Abstract

Inwardly rectifying potassium (Kir) channels establish and regulate the resting membrane potential of excitable cells in the heart, brain, and other peripheral tissues. Phosphatidylinositol 4,5-bisphosphate (PIP₂) is a key direct activator of ion channels, including Kir channels. The gasotransmitter carbon monoxide has been shown to regulate Kir channel activity by altering channel-PIP₂ interactions. Here, we tested in two cellular models the effects and mechanism of action of another gasotransmitter, hydrogen sulfide (H₂S), thought to play a key role in cellular responses under ischemic conditions. Direct administration of sodium hydrogen sulfide as an exogenous H₂S source and expression of cystathionine γ-lyase, a key enzyme that produces endogenous H₂S in specific brain tissues, resulted in comparable current inhibition of several Kir2 and Kir3 channels. This effect resulted from changes in channel-gating kinetics rather than in conductance or cell-surface localization. The extent of H₂S regulation depended on the strength of the channel-PIP₂ interactions.
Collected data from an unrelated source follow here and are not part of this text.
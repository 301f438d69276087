//! Well-known paths, properties, library names and symbol names.

/// Textual memory map of the current process.
pub const PROC_SELF_MAPS: &str = "/proc/self/maps";

/// Fallback source for the platform version on Android.
pub const BUILD_PROP: &str = "/system/build.prop";

/// System property holding the Android API level.
pub const SDK_PROPERTY: &str = "ro.build.version.sdk";

#[cfg(target_pointer_width = "64")]
pub const LINKER_PATHNAME: &str = "/system/bin/linker64";
#[cfg(target_pointer_width = "64")]
pub const LINKER_BASENAME: &str = "linker64";

#[cfg(target_pointer_width = "32")]
pub const LINKER_PATHNAME: &str = "/system/bin/linker";
#[cfg(target_pointer_width = "32")]
pub const LINKER_BASENAME: &str = "linker";

/// Library exporting the LZMA SDK xz decoder.
pub const LZMA_BASENAME: &str = "liblzma.so";

pub const CRC_GENERATE_TABLE: &str = "CrcGenerateTable";
pub const CRC64_GENERATE_TABLE: &str = "Crc64GenerateTable";
pub const XZ_UNPACKER_CONSTRUCT: &str = "XzUnpacker_Construct";
pub const XZ_UNPACKER_IS_STREAM_WAS_FINISHED: &str = "XzUnpacker_IsStreamWasFinished";
pub const XZ_UNPACKER_FREE: &str = "XzUnpacker_Free";
pub const XZ_UNPACKER_CODE: &str = "XzUnpacker_Code";

/// The dynamic linker's global lock, as named in its full symbol table.
pub const LINKER_MUTEX_SYMBOL: &str = "__dl__ZL10g_dl_mutex";

pub const SYMTAB_SECTION: &str = ".symtab";
pub const DEBUGDATA_SECTION: &str = ".gnu_debugdata";

/// Environment variable read for the log filter before `RUST_LOG`.
pub const LOG_ENV: &str = "PROCSYM_LOG";
//! Dynamic segment parsing

use crate::formats::elf::types::*;
use crate::formats::elf::utils::EndianRead;

/// Parse dynamic entries up to (not including) the DT_NULL terminator, or to
/// the end of `data` when no terminator is present.
pub fn parse_entries(data: &[u8], class: ElfClass, endian: ElfData) -> Result<Vec<DynamicEntry>> {
    let entry_size = class.dyn_size();
    let mut entries = Vec::new();
    let mut offset = 0;

    while offset + entry_size <= data.len() {
        let d_tag = match class {
            ElfClass::Elf32 => data.read_i32(offset, endian)? as i64,
            ElfClass::Elf64 => data.read_i64(offset, endian)?,
        };

        if d_tag == DT_NULL {
            break;
        }

        let d_val = match class {
            ElfClass::Elf32 => data.read_u32(offset + 4, endian)? as u64,
            ElfClass::Elf64 => data.read_u64(offset + 8, endian)?,
        };

        entries.push(DynamicEntry { d_tag, d_val });
        offset += entry_size;
    }

    Ok(entries)
}

/// The dynamic-linking entries needed for exported symbol lookup.
///
/// Pointer-valued entries are stored exactly as found; whether they still
/// need the load bias added depends on the loader (see `module`).
#[derive(Debug, Clone, Copy, Default, PartialEq, Eq)]
pub struct DynamicInfo {
    /// DT_SYMTAB (.dynsym)
    pub symtab: Option<u64>,
    /// DT_STRTAB (.dynstr)
    pub strtab: Option<u64>,
    /// DT_STRSZ
    pub strsz: Option<u64>,
    /// DT_SYMENT
    pub syment: Option<u64>,
    /// DT_HASH (.hash)
    pub hash: Option<u64>,
    /// DT_GNU_HASH (.gnu.hash)
    pub gnu_hash: Option<u64>,
}

impl DynamicInfo {
    pub fn parse(data: &[u8], class: ElfClass, endian: ElfData) -> Result<Self> {
        Ok(Self::from_entries(&parse_entries(data, class, endian)?))
    }

    pub fn from_entries(entries: &[DynamicEntry]) -> Self {
        let mut info = Self::default();
        for entry in entries {
            let slot = match entry.d_tag {
                DT_SYMTAB => &mut info.symtab,
                DT_STRTAB => &mut info.strtab,
                DT_STRSZ => &mut info.strsz,
                DT_SYMENT => &mut info.syment,
                DT_HASH => &mut info.hash,
                DT_GNU_HASH => &mut info.gnu_hash,
                _ => continue,
            };
            *slot = Some(entry.d_val);
        }
        info
    }

    /// True when neither hash table is present.
    pub fn has_no_hash_table(&self) -> bool {
        self.hash.is_none() && self.gnu_hash.is_none()
    }
}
H₂S regulation was attenuated when channel-PIP₂ interactions were strengthened and was increased when channel-PIP₂ interactions were weakened by depleting PIP₂ levels. These H₂S effects required specific cytoplasmic cysteine residues in Kir3.2 channels. Mutation of these residues abolished H₂S inhibition, and reintroduction of specific cysteine residues back into the background of the cytoplasmic cysteine-lacking mutant rescued H₂S inhibition. Molecular dynamics simulation experiments provided mechanistic insights into how potential sulfhydration of specific cysteine residues could lead to changes in channel-PIP₂ interactions and channel gating.